Ongoing work on Plant-Pollinator Interactions Presented at ESA 2023 Annual Meeting

Oregon Conference Centre, Portland.

Portland, Oregon - Dr. Mario Balzan has presented ongoing work focused on unravelling the complexities of plant-pollinator interactions at the Ecological Society of America 2023 Annual Meeting, held in Portland, Oregon.


The presentation was centred around exploring the impact of local and landscape habitat factors on the abundance of honeybees and various wild bee functional groups, while also delving into the repercussions of intense honeybee visitation on the abundance and richness of these wild bee functional groups. Initial findings unveiled that honeybees exhibited a strong preference for agricultural habitats and demonstrated a diverse utilisation of floral resources, showcasing overlaps with those favoured by wild bees.


Distinct functional groups of wild bees displayed associations with different local habitat types, with special emphasis on agricultural spaces, gardens, and roadside vegetation. On a broader scale, at the landscape level, the abundance of wild bees displayed positive correlations with arable land, garrigue, grassland, orchards, and urban environments. However, the response of different bee functional groups to landscape parameters varied significantly.


Interestingly, the study revealed that heightened honeybee visitation rates exerted a negative influence on wild bee abundance. Nevertheless, this impact did not extend to the richness of functional groups, as indicated by the study's results. In light of these revelations, the research underscores the urgency for a comprehensive approach, advocating for the consideration of local and landscape habitat characteristics, as well as the intricate interactions between different species, in the formulation of strategies aimed at preserving bee diversity and the essential services they provide to pollination ecosystems.

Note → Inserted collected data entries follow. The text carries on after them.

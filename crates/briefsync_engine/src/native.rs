//! Native database abstraction.
//!
//! The embedded database that actually applies change-set files is opaque
//! to the engine. `NativeEngine` covers the file-level entry points (open,
//! header peek, batch apply on a closed file); `NativeReplica` is one open
//! handle.

use briefsync_protocol::{
    ApplyOption, ApplyRequest, ApplyResponse, ApplyStatus, ChangeSet, ChangeSetToken, Code,
    OpenMode, PendingTxn, ReplicaHeader, ReplicaId, SchemaDelta,
};
use std::path::{Path, PathBuf};
use thiserror::Error;

/// Result type for native calls.
pub type NativeResult<T> = Result<T, NativeError>;

/// Error reported by the native database.
#[derive(Error, Debug, Clone, PartialEq, Eq)]
#[error("native error {code}: {message}")]
pub struct NativeError {
    /// Native status code.
    pub code: i32,
    /// Diagnostic message.
    pub message: String,
}

impl NativeError {
    /// Creates an error.
    pub fn new(code: i32, message: impl Into<String>) -> Self {
        Self {
            code,
            message: message.into(),
        }
    }
}

/// A change-set written locally from pending transactions, not yet pushed.
#[derive(Debug, Clone, PartialEq, Eq)]
pub struct LocalChangeSet {
    /// Content hash of the new change-set.
    pub id: String,
    /// The replica's parent at creation time.
    pub parent_id: String,
    /// File holding the change-set.
    pub pathname: PathBuf,
    /// File size in bytes.
    pub file_size: u64,
    /// Whether any pending transaction imported schema.
    pub contains_schema: bool,
}

/// An open handle on a replica file.
pub trait NativeReplica: Send + 'static {
    /// Path of the replica file.
    fn path(&self) -> &Path;

    /// Returns true while the handle is open.
    fn is_open(&self) -> bool;

    /// Mode the handle was last opened in.
    fn open_mode(&self) -> OpenMode;

    /// Reads the identity header.
    fn header(&self) -> NativeResult<ReplicaHeader>;

    /// Closes the handle, leaving the file in place.
    fn close(&mut self);

    /// Reopens a closed handle.
    fn reopen(&mut self, mode: OpenMode) -> NativeResult<()>;

    /// Applies a single change-set.
    fn apply_change_set(&mut self, token: &ChangeSetToken, option: ApplyOption) -> ApplyStatus;

    /// Rewrites the replica id stored in the header.
    fn set_replica_id(&mut self, id: ReplicaId) -> NativeResult<()>;

    /// Returns true if there are edits not yet committed to a transaction.
    fn has_unsaved_changes(&self) -> bool;

    /// Returns true if there are committed transactions not yet pushed.
    fn has_pending_txns(&self) -> bool;

    /// Writes pending transactions to a new change-set file.
    fn start_create_change_set(&mut self) -> NativeResult<LocalChangeSet>;

    /// Marks the created change-set as pushed and makes it the parent.
    fn finish_create_change_set(&mut self, change_set: &ChangeSet) -> NativeResult<()>;

    /// Discards a change-set from `start_create_change_set`.
    fn abandon_create_change_set(&mut self);

    /// Pending local transactions in commit order.
    fn pending_txns(&self) -> NativeResult<Vec<PendingTxn>>;

    /// Undoes and drops all pending local transactions.
    fn discard_pending_txns(&mut self) -> NativeResult<()>;

    /// Re-applies a transaction as a new pending local transaction.
    fn replay_txn(&mut self, txn: &PendingTxn) -> NativeResult<()>;

    /// Imports a schema delta as a new pending local transaction.
    fn import_schema(&mut self, delta: &SchemaDelta) -> NativeResult<()>;

    /// Current version of a schema, if present.
    fn schema_version(&self, schema: &str) -> Option<u32>;
}

/// File-level entry points of the native database.
pub trait NativeEngine: Send + Sync + 'static {
    /// Handle type.
    type Replica: NativeReplica;

    /// Opens a replica file.
    fn open(&self, path: &Path, mode: OpenMode) -> NativeResult<Self::Replica>;

    /// Opens read-only just far enough to read the identity header.
    fn read_header(&self, path: &Path) -> NativeResult<ReplicaHeader>;

    /// Applies a batch to a closed replica file. Long running; called from
    /// a blocking worker.
    fn apply_batch(&self, path: &Path, request: &ApplyRequest) -> ApplyResponse;

    /// Extracts the codes a change-set file reserves.
    fn extract_codes(&self, file: &Path) -> NativeResult<Vec<Code>>;

    /// Extracts the schema delta of a change-set file, if it carries one.
    fn read_schema_delta(&self, token: &ChangeSetToken) -> NativeResult<Option<SchemaDelta>>;
}
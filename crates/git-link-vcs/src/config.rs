// Copyright 2026 Oxide Computer Company

//! Configuration for resolving git links.

use crate::ConfigError;
use camino::{Utf8Path, Utf8PathBuf};

/// The default version-control program.
pub const DEFAULT_GIT: &str = "git";

/// The default remote-execution program.
pub const DEFAULT_REMOTE_SHELL: &str = "ssh";

/// The default repository metadata marker.
pub const DEFAULT_METADATA_DIR: &str = ".git";

/// Reads a program name or path from an environment variable, falling
/// back to `default` if the variable is unset or empty.
///
/// The value is trimmed of leading and trailing whitespace.
///
/// Returns an error if the variable is set but is not valid UTF-8.
fn read_env(var: &'static str, default: &str) -> Result<String, ConfigError> {
    Ok(read_env_opt(var)?.unwrap_or_else(|| default.to_owned()))
}

fn read_env_opt(var: &'static str) -> Result<Option<String>, ConfigError> {
    match std::env::var(var) {
        Ok(s) => {
            let trimmed = s.trim();
            if trimmed.is_empty() {
                Ok(None)
            } else {
                Ok(Some(trimmed.to_owned()))
            }
        }
        Err(std::env::VarError::NotPresent) => Ok(None),
        Err(std::env::VarError::NotUnicode(value)) => {
            Err(ConfigError::NonUtf8 { var, value })
        }
    }
}

/// Which external programs to run, and where to cache their output.
///
/// Passed to [`GitLinks`](crate::GitLinks) and
/// [`ProcessExecutor`](crate::ProcessExecutor) at construction time.
#[derive(Clone, Debug, PartialEq, Eq)]
pub struct Config {
    git: String,
    remote_shell: String,
    cache_root: Utf8PathBuf,
    metadata_dir: String,
}

impl Config {
    /// Creates a configuration with default programs and the given cache
    /// root.
    pub fn new(cache_root: impl Into<Utf8PathBuf>) -> Self {
        Config {
            git: DEFAULT_GIT.to_owned(),
            remote_shell: DEFAULT_REMOTE_SHELL.to_owned(),
            cache_root: cache_root.into(),
            metadata_dir: DEFAULT_METADATA_DIR.to_owned(),
        }
    }

    /// Creates a configuration from the environment.
    ///
    /// - `$GIT`: the version-control program (default `git`).
    /// - `$GIT_LINK_REMOTE_SHELL`: the remote-execution program (default
    ///   `ssh`).
    /// - `$GIT_LINK_CACHE_DIR`: the cache root (default: the process temp
    ///   directory).
    ///
    /// Unset, empty and whitespace-only variables take the default.
    pub fn from_env() -> Result<Self, ConfigError> {
        let cache_root = match read_env_opt("GIT_LINK_CACHE_DIR")? {
            Some(dir) => Utf8PathBuf::from(dir),
            None => {
                let temp = std::env::temp_dir();
                Utf8PathBuf::try_from(temp).map_err(|error| {
                    ConfigError::NonUtf8TempDir { path: error.into_path_buf() }
                })?
            }
        };
        Ok(Config {
            git: read_env("GIT", DEFAULT_GIT)?,
            remote_shell: read_env(
                "GIT_LINK_REMOTE_SHELL",
                DEFAULT_REMOTE_SHELL,
            )?,
            cache_root,
            metadata_dir: DEFAULT_METADATA_DIR.to_owned(),
        })
    }

    /// Overrides the version-control program.
    pub fn with_git(mut self, git: impl Into<String>) -> Self {
        self.git = git.into();
        self
    }

    /// Overrides the remote-execution program.
    pub fn with_remote_shell(
        mut self,
        remote_shell: impl Into<String>,
    ) -> Self {
        self.remote_shell = remote_shell.into();
        self
    }

    /// Overrides the cache root.
    pub fn with_cache_root(
        mut self,
        cache_root: impl Into<Utf8PathBuf>,
    ) -> Self {
        self.cache_root = cache_root.into();
        self
    }

    /// Overrides the repository metadata marker.
    pub fn with_metadata_dir(
        mut self,
        metadata_dir: impl Into<String>,
    ) -> Self {
        self.metadata_dir = metadata_dir.into();
        self
    }

    /// Returns the version-control program.
    pub fn git(&self) -> &str {
        &self.git
    }

    /// Returns the remote-execution program.
    pub fn remote_shell(&self) -> &str {
        &self.remote_shell
    }

    /// Returns the cache root.
    pub fn cache_root(&self) -> &Utf8Path {
        &self.cache_root
    }

    /// Returns the repository metadata marker.
    pub fn metadata_dir(&self) -> &str {
        &self.metadata_dir
    }
}
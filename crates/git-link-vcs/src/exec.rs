// Copyright 2026 Oxide Computer Company

//! Running the version-control program, locally or through a remote shell.

use crate::{Config, RunError};
use git_link::AccessPoint;
use std::process::{Command, Output, Stdio};

/// What a finished command produced.
///
/// A nonzero exit status is recorded here rather than reported as an
/// error, so callers decide what failure means for them.
#[derive(Clone, Debug, PartialEq, Eq)]
pub struct CommandOutput {
    success: bool,
    exit_status: String,
    stdout: Vec<u8>,
    stderr: Vec<u8>,
}

impl CommandOutput {
    /// Creates the output of a command that exited successfully.
    pub fn success(stdout: impl Into<Vec<u8>>) -> Self {
        CommandOutput {
            success: true,
            exit_status: "exit status: 0".to_owned(),
            stdout: stdout.into(),
            stderr: Vec::new(),
        }
    }

    /// Creates the output of a command that exited unsuccessfully.
    pub fn failure(
        exit_status: impl Into<String>,
        stdout: impl Into<Vec<u8>>,
        stderr: impl Into<Vec<u8>>,
    ) -> Self {
        CommandOutput {
            success: false,
            exit_status: exit_status.into(),
            stdout: stdout.into(),
            stderr: stderr.into(),
        }
    }

    /// Returns true if the command exited successfully.
    pub fn is_success(&self) -> bool {
        self.success
    }

    /// A human-readable description of the exit status.
    pub fn exit_status(&self) -> &str {
        &self.exit_status
    }

    /// Returns the captured standard output.
    pub fn stdout(&self) -> &[u8] {
        &self.stdout
    }

    /// Returns the captured standard error.
    pub fn stderr(&self) -> &[u8] {
        &self.stderr
    }

    /// Consumes `self`, returning the captured standard output.
    pub fn into_stdout(self) -> Vec<u8> {
        self.stdout
    }

    /// Returns stdout followed by stderr, decoded lossily.
    pub fn captured_text(&self) -> String {
        let mut text = String::from_utf8_lossy(&self.stdout).into_owned();
        text.push_str(&String::from_utf8_lossy(&self.stderr));
        text
    }
}

impl From<Output> for CommandOutput {
    fn from(output: Output) -> Self {
        CommandOutput {
            success: output.status.success(),
            exit_status: output.status.to_string(),
            stdout: output.stdout,
            stderr: output.stderr,
        }
    }
}

/// Runs the version-control program with a list of arguments.
///
/// Implementations block until the program exits and return everything it
/// printed.
pub trait Executor {
    /// Runs the version-control program with `args` on `access_point`.
    ///
    /// An `Err` means the program could not be run at all. A program that
    /// runs and fails is an `Ok` whose [`CommandOutput::is_success`] is
    /// false.
    fn run(
        &self,
        access_point: &AccessPoint,
        args: &[String],
    ) -> Result<CommandOutput, RunError>;
}

impl<E: Executor + ?Sized> Executor for &E {
    fn run(
        &self,
        access_point: &AccessPoint,
        args: &[String],
    ) -> Result<CommandOutput, RunError> {
        (**self).run(access_point, args)
    }
}

/// An [`Executor`] that spawns real processes.
///
/// For [`AccessPoint::Local`], runs `<git> <args...>`. For
/// [`AccessPoint::Remote`], runs `<remote-shell> <host> '<git>' '<arg>'...`,
/// leaving the remote host's default shell to split the command.
#[derive(Clone, Debug, PartialEq, Eq)]
pub struct ProcessExecutor {
    git: String,
    remote_shell: String,
}

impl ProcessExecutor {
    /// Creates an executor using the programs named in `config`.
    pub fn new(config: &Config) -> Self {
        ProcessExecutor {
            git: config.git().to_owned(),
            remote_shell: config.remote_shell().to_owned(),
        }
    }

    /// Returns the version-control program.
    pub fn git(&self) -> &str {
        &self.git
    }

    /// Returns the remote-execution program.
    pub fn remote_shell(&self) -> &str {
        &self.remote_shell
    }

    /// Builds, without running, the command for an invocation.
    pub fn command(
        &self,
        access_point: &AccessPoint,
        args: &[String],
    ) -> Command {
        let mut cmd = match access_point {
            AccessPoint::Local => {
                let mut cmd = Command::new(&self.git);
                cmd.args(args);
                cmd
            }
            AccessPoint::Remote(host) => {
                let mut cmd = Command::new(&self.remote_shell);
                cmd.arg(host).arg(remote_command_line(&self.git, args));
                cmd
            }
        };
        cmd.stdin(Stdio::null());
        cmd
    }

    fn program(&self, access_point: &AccessPoint) -> &str {
        match access_point {
            AccessPoint::Local => &self.git,
            AccessPoint::Remote(_) => &self.remote_shell,
        }
    }
}

impl Executor for ProcessExecutor {
    fn run(
        &self,
        access_point: &AccessPoint,
        args: &[String],
    ) -> Result<CommandOutput, RunError> {
        let program = self.program(access_point);
        if let AccessPoint::Remote(host) = access_point {
            // `AccessPoint` parsing rejects these, but the variant can also
            // be built directly.
            if host.starts_with('-') {
                return Err(RunError::OptionLikeHost { host: host.clone() });
            }
        }
        tracing::debug!(%access_point, ?args, "running {program}");

        let output = self.command(access_point, args).output().map_err(
            |source| RunError::SpawnFailed {
                program: program.to_owned(),
                access_point: access_point.clone(),
                source,
            },
        )?;

        let output = CommandOutput::from(output);
        if !output.is_success() {
            tracing::debug!(
                %access_point,
                exit_status = output.exit_status(),
                "{program} exited unsuccessfully",
            );
        }
        Ok(output)
    }
}

/// Composes a single shell command line that runs `program` with `args`.
///
/// Every word is single-quoted, so the remote shell passes each through
/// unchanged.
pub fn remote_command_line(program: &str, args: &[String]) -> String {
    std::iter::once(program)
        .chain(args.iter().map(String::as_str))
        .map(shell_quote)
        .collect::<Vec<_>>()
        .join(" ")
}

fn shell_quote(s: &str) -> String {
    format!("'{}'", s.replace('\'', "'\\''"))
}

Ongoing research within the BEEPOLL project, which is funded by the Malta Council for Science and Technology National Space Fund, was also presented. This initiative merges advanced remote sensing data to evaluate the availability of floral resources, coupled with innovative techniques like beehive monitoring and the creation of models for wild bee distribution. The ultimate aim of this project is to provide valuable insights for effective pollinator and pollination ecosystem service management.